TASK – Going through the entries below, work out how many lines have the string "AsRef" in them. Give the number and nothing more.

◇ ◇ ◇ ◇

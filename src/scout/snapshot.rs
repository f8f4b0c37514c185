// src/scout/snapshot.rs
use anyhow::{anyhow, Context, Result};
use std::path::{Path, PathBuf};
use std::sync::Mutex;

use crate::scout::types::ResultSnapshot;

#[async_trait::async_trait]
pub trait SnapshotSink: Send + Sync {
    /// Persist the snapshot, replacing any previous one.
    async fn store(&self, snapshot: &ResultSnapshot) -> Result<()>;
    /// Human-readable destination for logs.
    fn describe(&self) -> String;
}

/// Writes pretty JSON to a file via `<path>.tmp` + rename.
#[derive(Debug, Clone)]
pub struct FileSnapshotSink {
    path: PathBuf,
}

impl FileSnapshotSink {
    pub fn new<P: AsRef<Path>>(path: P) -> Self {
        Self {
            path: path.as_ref().to_path_buf(),
        }
    }

    pub fn path(&self) -> &Path {
        &self.path
    }
}

#[async_trait::async_trait]
impl SnapshotSink for FileSnapshotSink {
    async fn store(&self, snapshot: &ResultSnapshot) -> Result<()> {
        if let Some(dir) = self.path.parent().filter(|d| !d.as_os_str().is_empty()) {
            tokio::fs::create_dir_all(dir)
                .await
                .with_context(|| format!("creating snapshot dir {}", dir.display()))?;
        }

        let json = serde_json::to_string_pretty(snapshot).context("serializing snapshot")?;
        let tmp = self.path.with_extension("json.tmp");
        tokio::fs::write(&tmp, json.as_bytes())
            .await
            .with_context(|| format!("writing {}", tmp.display()))?;
        tokio::fs::rename(&tmp, &self.path)
            .await
            .with_context(|| format!("replacing snapshot at {}", self.path.display()))?;
        Ok(())
    }

    fn describe(&self) -> String {
        self.path.display().to_string()
    }
}

/// Keeps every stored snapshot in memory. Handy for tests and tools.
#[derive(Debug, Default)]
pub struct MemorySink {
    stored: Mutex<Vec<ResultSnapshot>>,
}

impl MemorySink {
    pub fn new() -> Self {
        Self::default()
    }

    pub fn snapshots(&self) -> Vec<ResultSnapshot> {
        self.stored
            .lock()
            .map(|v| v.clone())
            .unwrap_or_else(|p| p.into_inner().clone())
    }
}

#[async_trait::async_trait]
impl SnapshotSink for MemorySink {
    async fn store(&self, snapshot: &ResultSnapshot) -> Result<()> {
        self.stored
            .lock()
            .map_err(|_| anyhow!("memory sink mutex poisoned"))?
            .push(snapshot.clone());
        Ok(())
    }

    fn describe(&self) -> String {
        "memory".to_string()
    }
}

/// Load a persisted snapshot.
pub fn read_snapshot<P: AsRef<Path>>(path: P) -> Result<ResultSnapshot> {
    let path = path.as_ref();
    let s = std::fs::read_to_string(path)
        .with_context(|| format!("reading snapshot from {}", path.display()))?;
    serde_json::from_str(&s).with_context(|| format!("parsing snapshot {}", path.display()))
}
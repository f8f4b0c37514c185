// src/config/mod.rs
pub mod queries;
pub mod settings;

pub use queries::{default_queries, load_queries, DEFAULT_CONFIG_PATH};
pub use settings::ScoutSettings;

◇ ◇ ◇ ◇

RESULT OF THE EXERCISE – 2